I know our Prime Minister pushed heavily on this. We have seen the cabinet respond to that. The Minister of Finance, as the Parliamentary Secretary for Status of Women indicated, applied the gender lens to the most recent budget, which we have been debating for the last couple of months. That in itself will have a significant impact on the types of decisions we are making.
Quite often we hear criticisms about the government's appointments, from opposition members. I am actually quite happy with the way in which the appointments have been taking place. The other day, when I was responding to a question from the opposition in regard to appointments, I made reference to the fact that, of 122 appointments, 60% were females. I do not have at the top of my head the number of appointments and the actual gender breakdown with Stephen Harper's government, but I suspect we would find that, through this Prime Minister, this is yet another initiative that does not just talk about it but actually is a tangible action toward gender equity. We have the cabinet, we have the gender lens, and we have the appointment process. Through that appointment process, we talk about the importance of transparency and accountability; we talk about the level of expertise among the individuals who are out there. The government needs to make that extra effort in ensuring that we take down some of those barriers, because there are barriers in place. Some of them are more difficult to recognize than others, but the bottom line is that barriers are in place. I appreciate those individuals who have brought us to the point where we are today.

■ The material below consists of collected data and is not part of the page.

//! Fixed-delay retry schedule and cancellable pauses

use crate::config::PollerConfig;
use std::time::Duration;
use tokio::time::sleep;
use tokio_util::sync::CancellationToken;
use tracing::debug;

/// Retry policy configuration
#[derive(Debug, Clone, Copy, PartialEq, Eq)]
pub struct RetryPolicy {
    /// Maximum number of attempts, the first one included
    pub max_attempts: u32,
    /// Pause between two consecutive attempts
    pub delay: Duration,
}

impl Default for RetryPolicy {
    fn default() -> Self {
        Self {
            max_attempts: crate::config::DEFAULT_MAX_ATTEMPTS,
            delay: crate::config::DEFAULT_RETRY_DELAY,
        }
    }
}

impl From<&PollerConfig> for RetryPolicy {
    fn from(config: &PollerConfig) -> Self {
        Self {
            max_attempts: config.max_attempts,
            delay: config.retry_delay,
        }
    }
}

impl RetryPolicy {
    /// 1-based attempt numbers of one cycle
    pub fn attempts(&self) -> std::ops::RangeInclusive<u32> {
        1..=self.max_attempts
    }

    /// Delay to observe after a failed `attempt`, or `None` once attempts are exhausted
    pub fn delay_after(&self, attempt: u32) -> Option<Duration> {
        (attempt < self.max_attempts).then_some(self.delay)
    }
}

/// Outcome of a [`pause`]
#[derive(Debug, Clone, Copy, PartialEq, Eq)]
pub enum Pause {
    /// The full duration elapsed
    Elapsed,
    /// The token fired first
    Cancelled,
}

/// Sleep for `duration` unless `cancel` fires first
pub async fn pause(duration: Duration, cancel: &CancellationToken) -> Pause {
    if cancel.is_cancelled() {
        return Pause::Cancelled;
    }

    tokio::select! {
        biased;
        _ = cancel.cancelled() => {
            debug!("Pause of {:?} interrupted by shutdown", duration);
            Pause::Cancelled
        }
        _ = sleep(duration) => Pause::Elapsed,
    }
}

Now, my colleague brought in a motion that ultimately would see recognition being given on an annual basis for a duration of one week. The question I posed for him was in regard to how we can incorporate it into school classrooms, possibly. When we have awareness bills, resolutions, or motions that come to the floor, one of the primary reasons for them, I would argue, is that they allow for all the different stakeholders that we could possibly imagine to take advantage of the sort of leadership that is coming out of the House of Commons on an issue such as this and to actually utilize it. The example I used for my colleague is that a progressive teacher would say, “In Ottawa we have recognized a national gender equity week, and we want to talk about that in our classroom”. Those are the types of actions that I believe we will see take place.
I also believe that, as members, we will often talk about the different issues, and this is one of those issues on which we have the opportunity to do so, whether through ten percenters or householders or just discussions we have with our constituents, where we can actually promote some of the good work that is done inside the House of Commons. By doing that and by raising this around different individuals and groups whom we meet, we can in fact influence and ultimately, hopefully, raise the profile of the issue. The bottom line is that it is about education; it is about looking for barriers and coming up with creative ways to take down some of those barriers, so that there is a more equal playing field.
We have heard some statistics even in this evening's debate in terms of the percentages in education and the types of marks and different types of professions. Earlier today we heard the leader of the Conservative Party, a very bold leader who has done so much and no doubt has inspired many women to take hold of what has been accomplished, knowing full well that they can be just as engaged and that women play an absolutely critical role, an equal role, and some would argue, even a larger role. If members talk to my daughter, she will tell them about that.
I appreciate the opportunity to share a few of my thoughts on this important issue.